Вот видите, каков я: едва покончив с самоанализом, я сразу же сделал из него представление, на сей раз патетическое. А все это лишь вступление к вопросу, который я хочу вам задать, хотя отношение к нему имеет только то, что я рассказал о моем друге, которого вы мне напоминаете. Мой вопрос: не хотите ли выпить со мной на брудершафт? — в сущности, нелепая затея, о которой даже не знаешь, не скрывается ли за ней наряду с надеждой еще что-то, например попытка вступить во владение чем-то чужим, тем, что противоположно мне, что заключено в вас, а во мне отсутствует. Этим-то он и обладал, я имею в виду своего друга, который, кстати, перешагнул через перила балкона, вовсе не надеясь, будто умеет летать.
Итак, если вы принимаете мое предложение, просто как таковое, а не как честь, и если вы, кроме того, в состоянии забыть, что через несколько недель я стану вашим шефом, то я сейчас принесу два стаканчика, чтобы все было честь по чести, иначе ничего не получится. Как известно, меня зовут Винфрид, и вот я разоблачу себя во всем великолепии: я открою тебе, что не знаю твоего имени.
Эрнст? Серьезный?
Когда имена со значением метки, я их особенно не люблю. Куда охотнее я называл бы тебя Фредом — так звали того, кто умер. Но если бы я это сделал, ты опять обвинил бы меня в аристократических повадках. Я тогда обиделся — конечно, потому, что ты не так уж не прав. Но тогда она и возникла — потребность выпить с тобой на брудершафт.
Вот что говорил, без всяких пауз, ночью в библиотеке, Менцель. Собрав все свое мужество, Пётч сказал: «Винфрид!» — и чокнулся с ним.
Тринадцатая глава. После праздника
Уже брезжило утро, когда Пётч по городской железной дороге поспел к первому поезду. Ему не хотелось встречаться со знакомыми. Поэтому в Кёнигс-Вустерхаузене он пробрался вперед, сел в вагон для некурящих и закрыл глаза. Но все напрасно. Его увидел бывший ученик и потащил назад, где курили и пили пиво. Мужчины, с которыми они ехали из дому, теперь возвращались с ним обратно. Он пропраздновал ровно рабочую смену. Впервые в жизни он пил до завтрака пиво. О сне нечего было и думать. Поскольку Эльки рядом не было, ему пришлось самому рассказывать, сначала, конечно, о ней — почему она не с ним, — что было сложно, ибо он не смог не коснуться планов переезда. Намеки в расчет не принимались, пришлось отвечать на расспросы. Проще было удовлетворить любопытство касательно подававшихся напитков. Он просто перечислил все знакомые ему марки вин, пива, шнапсов, так как был уверен: у Менцеля имелось все, что существует на свете.
От вокзала до Арндтсдорфа его подвез мотовелосипедист. Дорога через лес торжественно венчала праздник. Музыкой ведали птицы, восходящее солнце позаботилось о световых эффектах. То на красном фоне возникал, подобно черной колоннаде, ряд высокоствольных деревьев, то над темным заповедником золотым куполом вспыхивали освещенные вершины, то дорогу перед ним пересекали световые барьеры, ломая которые он отбрасывал метровые тени.

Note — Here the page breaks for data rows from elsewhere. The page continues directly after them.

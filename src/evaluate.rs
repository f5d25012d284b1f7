//! Model evaluation: one dataset in, one statistic out
//!
//! Thin orchestration over the fitting backend: refit the model on a single
//! dataset variant (observed or permuted) and pull out the coefficient and
//! t-statistic for the variable of interest. The t-statistic, not the raw
//! coefficient, is the comparison statistic: it stays comparable across
//! refits whose variance structure differs.

use crate::error::{PermTestError, Result};
use crate::regression;
use crate::spec::{RegressionKind, RegressionSpec};
use crate::table::DataTable;

/// Coefficient and t-statistic for the variable of interest from one fit
#[derive(Debug, Clone, Copy, PartialEq)]
pub struct FitResult {
    pub coefficient: f64,
    pub t_statistic: f64,
}

/// Refit the model on `data` and extract the statistic for the variable of
/// interest
pub fn evaluate(spec: &RegressionSpec, data: &DataTable, kind: RegressionKind) -> Result<FitResult> {
    let fit = regression::fit(spec, data, kind)?;

    let variable = spec.variable();
    let coefficient = lookup(&fit.coefficients, variable)?;
    let t_statistic = lookup(&fit.t_statistics, variable)?;

    Ok(FitResult {
        coefficient,
        t_statistic,
    })
}

fn lookup(map: &std::collections::HashMap<String, f64>, variable: &str) -> Result<f64> {
    map.get(variable)
        .copied()
        .ok_or_else(|| PermTestError::VariableNotFound {
            variable: variable.to_string(),
            available: {
                let mut names: Vec<String> = map.keys().cloned().collect();
                names.sort();
                names
            },
        })
}
//! permtest - Permutation significance testing for partial regression coefficients
//!
//! This library computes an empirical null distribution for a single partial
//! regression coefficient by repeatedly refitting the model on
//! response-permuted copies of the data (Manly's procedure), then compares
//! the observed t-statistic against that null to derive a two-sided
//! permutation p-value. Refitting supports ordinary least squares and a
//! Huber-robust backend, serially or across a worker pool.

pub mod builder;
pub mod cli;
pub mod error;
pub mod evaluate;
pub mod permute;
pub mod pvalue;
pub mod regression;
pub mod report;
pub mod runner;
pub mod spec;
pub mod table;
pub mod winsor;

pub use builder::{FailurePolicy, NullEnsemble};
pub use error::{PermTestError, Result};
pub use runner::{PermTestConfig, PermutationTestResult};
pub use spec::{RegressionKind, RegressionSpec};
pub use table::DataTable;
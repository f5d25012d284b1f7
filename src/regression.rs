//! Regression fitting backends: OLS and Huber M-estimation
//!
//! This is the fitting collaborator the permutation engine refits on every
//! permuted sample. Both backends return coefficients, standard errors, and
//! t-statistics keyed by term name (`"(intercept)"` plus the predictors).
//!
//! OLS solves the normal equations by Gauss-Jordan elimination with partial
//! pivoting. The robust backend is Huber M-estimation via iteratively
//! reweighted least squares (tuning constant 1.345, scale from the
//! normalized median absolute deviation of the residuals), with the Huber
//! asymptotic covariance for standard errors.
//!
//! # References
//!
//! Huber, P. J. (1981). Robust Statistics. Wiley.
//! Manly, B. F. J. (2007). Randomization, Bootstrap and Monte Carlo Methods
//! in Biology. Chapman & Hall.

use crate::error::{PermTestError, Result};
use crate::spec::{RegressionKind, RegressionSpec};
use crate::table::DataTable;
use std::collections::HashMap;

/// Term name used for the intercept column
pub const INTERCEPT: &str = "(intercept)";

/// Huber tuning constant (95% efficiency under normal errors)
const HUBER_C: f64 = 1.345;

/// MAD-to-sigma consistency factor for normal data (1 / 0.6745)
pub const MAD_CONSISTENCY: f64 = 1.4826;

/// Maximum IRLS iterations before declaring non-convergence
const MAX_IRLS_ITERATIONS: usize = 50;

/// IRLS convergence tolerance on the max coefficient change
const IRLS_TOLERANCE: f64 = 1e-8;

/// Pivot magnitude below which the normal equations count as singular
const SINGULAR_EPS: f64 = 1e-12;

/// A fitted model: estimates keyed by term name
#[derive(Debug, Clone)]
pub struct Fit {
    pub coefficients: HashMap<String, f64>,
    pub std_errors: HashMap<String, f64>,
    pub t_statistics: HashMap<String, f64>,
}

/// Fit the model described by `spec` on `data` with the requested backend
pub fn fit(spec: &RegressionSpec, data: &DataTable, kind: RegressionKind) -> Result<Fit> {
    spec.validate_against(data)?;

    let y = data.column(spec.response())?.to_vec();
    let design = build_design(spec, data)?;
    let n = y.len();
    let p = design.terms.len();

    if n <= p {
        return Err(PermTestError::RegressionFitFailure(format!(
            "{} rows cannot identify {} terms",
            n, p
        )));
    }
    if y.iter().any(|v| !v.is_finite())
        || design.rows.iter().flatten().any(|v| !v.is_finite())
    {
        return Err(PermTestError::RegressionFitFailure(
            "data contains non-finite values".to_string(),
        ));
    }

    match kind {
        RegressionKind::Ols => fit_ols(&design, &y),
        RegressionKind::Robust => fit_huber(&design, &y),
    }
}

/// Design matrix with intercept column and term names in model order
struct Design {
    terms: Vec<String>,
    /// n rows of p values each
    rows: Vec<Vec<f64>>,
}

fn build_design(spec: &RegressionSpec, data: &DataTable) -> Result<Design> {
    let n = data.n_rows();
    let mut terms = vec![INTERCEPT.to_string()];
    terms.extend(spec.predictors().iter().cloned());

    let mut rows = vec![Vec::with_capacity(terms.len()); n];
    for row in rows.iter_mut() {
        row.push(1.0);
    }
    for name in spec.predictors() {
        let col = data.column(name)?;
        for (row, &v) in rows.iter_mut().zip(col.iter()) {
            row.push(v);
        }
    }

    Ok(Design { terms, rows })
}

fn fit_ols(design: &Design, y: &[f64]) -> Result<Fit> {
    let weights = vec![1.0; y.len()];
    let (beta, xtx_inv) = weighted_least_squares(design, y, &weights)?;

    let n = y.len();
    let p = design.terms.len();
    let residuals = compute_residuals(design, y, &beta);
    let rss: f64 = residuals.iter().map(|r| r * r).sum();
    let sigma2 = rss / (n - p) as f64;

    assemble_fit(design, &beta, &xtx_inv, sigma2)
}

fn fit_huber(design: &Design, y: &[f64]) -> Result<Fit> {
    let n = y.len();
    let p = design.terms.len();

    // OLS start; keep (X'X)^-1 for the covariance at the end
    let ones = vec![1.0; n];
    let (mut beta, xtx_inv) = weighted_least_squares(design, y, &ones)?;

    let mut converged = false;
    let mut scale = 0.0;
    for _ in 0..MAX_IRLS_ITERATIONS {
        let residuals = compute_residuals(design, y, &beta);
        scale = mad(&residuals) * MAD_CONSISTENCY;
        if scale < SINGULAR_EPS {
            // Residuals have collapsed; the model interpolates the data and
            // the robust scale is undefined
            return Err(PermTestError::RegressionFitFailure(
                "robust scale estimate collapsed to zero".to_string(),
            ));
        }

        let weights: Vec<f64> = residuals
            .iter()
            .map(|r| {
                let u = (r / scale).abs();
                if u <= HUBER_C {
                    1.0
                } else {
                    HUBER_C / u
                }
            })
            .collect();

        let (next, _) = weighted_least_squares(design, y, &weights)?;
        let delta = beta
            .iter()
            .zip(next.iter())
            .map(|(a, b)| (a - b).abs())
            .fold(0.0, f64::max);
        beta = next;

        if delta < IRLS_TOLERANCE {
            converged = true;
            break;
        }
    }

    if !converged {
        return Err(PermTestError::RegressionFitFailure(format!(
            "Huber IRLS did not converge within {} iterations",
            MAX_IRLS_ITERATIONS
        )));
    }

    // Huber asymptotic covariance: kappa * s^2 * (X'X)^-1 with
    // kappa = [n/(n-p)] * mean(psi(u)^2) / mean(psi'(u))^2
    let residuals = compute_residuals(design, y, &beta);
    let (psi2_sum, dpsi_sum) = residuals.iter().fold((0.0, 0.0), |(p2, dp), r| {
        let u = r / scale;
        let psi = u.clamp(-HUBER_C, HUBER_C);
        let dpsi = if u.abs() <= HUBER_C { 1.0 } else { 0.0 };
        (p2 + psi * psi, dp + dpsi)
    });
    let mean_dpsi = dpsi_sum / n as f64;
    if mean_dpsi < SINGULAR_EPS {
        return Err(PermTestError::RegressionFitFailure(
            "all residuals fall outside the Huber bend; covariance undefined".to_string(),
        ));
    }
    let kappa = (n as f64 / (n - p) as f64) * (psi2_sum / n as f64) / (mean_dpsi * mean_dpsi);
    let sigma2 = kappa * scale * scale;

    assemble_fit(design, &beta, &xtx_inv, sigma2)
}

fn assemble_fit(design: &Design, beta: &[f64], xtx_inv: &[Vec<f64>], sigma2: f64) -> Result<Fit> {
    let mut coefficients = HashMap::new();
    let mut std_errors = HashMap::new();
    let mut t_statistics = HashMap::new();

    for (j, term) in design.terms.iter().enumerate() {
        let variance = sigma2 * xtx_inv[j][j];
        if !variance.is_finite() || variance <= 0.0 {
            return Err(PermTestError::RegressionFitFailure(format!(
                "non-positive variance estimate for term '{}'",
                term
            )));
        }
        let se = variance.sqrt();
        coefficients.insert(term.clone(), beta[j]);
        std_errors.insert(term.clone(), se);
        t_statistics.insert(term.clone(), beta[j] / se);
    }

    Ok(Fit {
        coefficients,
        std_errors,
        t_statistics,
    })
}

/// Solve the weighted normal equations; returns (beta, (X'WX)^-1)
fn weighted_least_squares(
    design: &Design,
    y: &[f64],
    weights: &[f64],
) -> Result<(Vec<f64>, Vec<Vec<f64>>)> {
    let p = design.terms.len();

    // X'WX and X'Wy
    let mut xtwx = vec![vec![0.0; p]; p];
    let mut xtwy = vec![0.0; p];
    for (row, (&yi, &wi)) in design.rows.iter().zip(y.iter().zip(weights.iter())) {
        for j in 0..p {
            xtwy[j] += wi * row[j] * yi;
            for k in j..p {
                xtwx[j][k] += wi * row[j] * row[k];
            }
        }
    }
    for j in 0..p {
        for k in 0..j {
            xtwx[j][k] = xtwx[k][j];
        }
    }

    let inv = invert(&xtwx)?;
    let beta: Vec<f64> = (0..p)
        .map(|j| (0..p).map(|k| inv[j][k] * xtwy[k]).sum())
        .collect();

    Ok((beta, inv))
}

/// Gauss-Jordan inversion with partial pivoting
fn invert(matrix: &[Vec<f64>]) -> Result<Vec<Vec<f64>>> {
    let p = matrix.len();
    let mut aug: Vec<Vec<f64>> = matrix
        .iter()
        .enumerate()
        .map(|(i, row)| {
            let mut r = row.clone();
            r.extend((0..p).map(|j| if i == j { 1.0 } else { 0.0 }));
            r
        })
        .collect();

    for col in 0..p {
        // Partial pivot: largest magnitude in or below the diagonal
        let pivot_row = (col..p)
            .max_by(|&a, &b| {
                aug[a][col]
                    .abs()
                    .partial_cmp(&aug[b][col].abs())
                    .unwrap_or(std::cmp::Ordering::Equal)
            })
            .unwrap_or(col);
        if aug[pivot_row][col].abs() < SINGULAR_EPS {
            return Err(PermTestError::RegressionFitFailure(
                "normal equations are singular (collinear predictors?)".to_string(),
            ));
        }
        aug.swap(col, pivot_row);

        let pivot = aug[col][col];
        for v in aug[col].iter_mut() {
            *v /= pivot;
        }
        for row in 0..p {
            if row == col {
                continue;
            }
            let factor = aug[row][col];
            if factor == 0.0 {
                continue;
            }
            for k in 0..2 * p {
                aug[row][k] -= factor * aug[col][k];
            }
        }
    }

    Ok(aug.into_iter().map(|row| row[p..].to_vec()).collect())
}

fn compute_residuals(design: &Design, y: &[f64], beta: &[f64]) -> Vec<f64> {
    design
        .rows
        .iter()
        .zip(y.iter())
        .map(|(row, &yi)| yi - row.iter().zip(beta.iter()).map(|(x, b)| x * b).sum::<f64>())
        .collect()
}

/// Median of a sample (average of the middle pair for even lengths)
pub fn median(values: &[f64]) -> f64 {
    let mut sorted = values.to_vec();
    sorted.sort_by(|a, b| a.partial_cmp(b).unwrap_or(std::cmp::Ordering::Equal));
    let mid = sorted.len() / 2;
    if sorted.len() % 2 == 0 {
        (sorted[mid - 1] + sorted[mid]) / 2.0
    } else {
        sorted[mid]
    }
}

/// Raw median absolute deviation (no consistency factor)
pub fn mad(values: &[f64]) -> f64 {
    let m = median(values);
    let deviations: Vec<f64> = values.iter().map(|v| (v - m).abs()).collect();
    median(&deviations)
}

Когда братец Фриц встал, кофе был уже готов. Бабуля, как обычно, пришла, лишь услышав голоса детей. Как обычно по утрам, все были ворчливы. Необычным был только вопрос, который задавал каждый, входя в кухню: где Элька? И каждый получал ответ: «Это я вам после объясню».
Да и как объяснишь утром, когда все спешат, почему Элька сразу после праздника поехали с фрау Унферлорен в ее квартиру в центре города. Фриц завел уже свой тягач, когда вышли дети. Дочь Пётча, которой нужно было в Арндтсдорф, с бутербродами в руке понеслась к автобусу. Потом отец с сыном на велосипедах отправились в Липрос.
Дома осталась лишь одна слегка сбитая с толку бабуля, не знавшая, без указаний Эльки, что с собой делать. Она давно позабыла времена, когда была полновластной хозяйкой дома.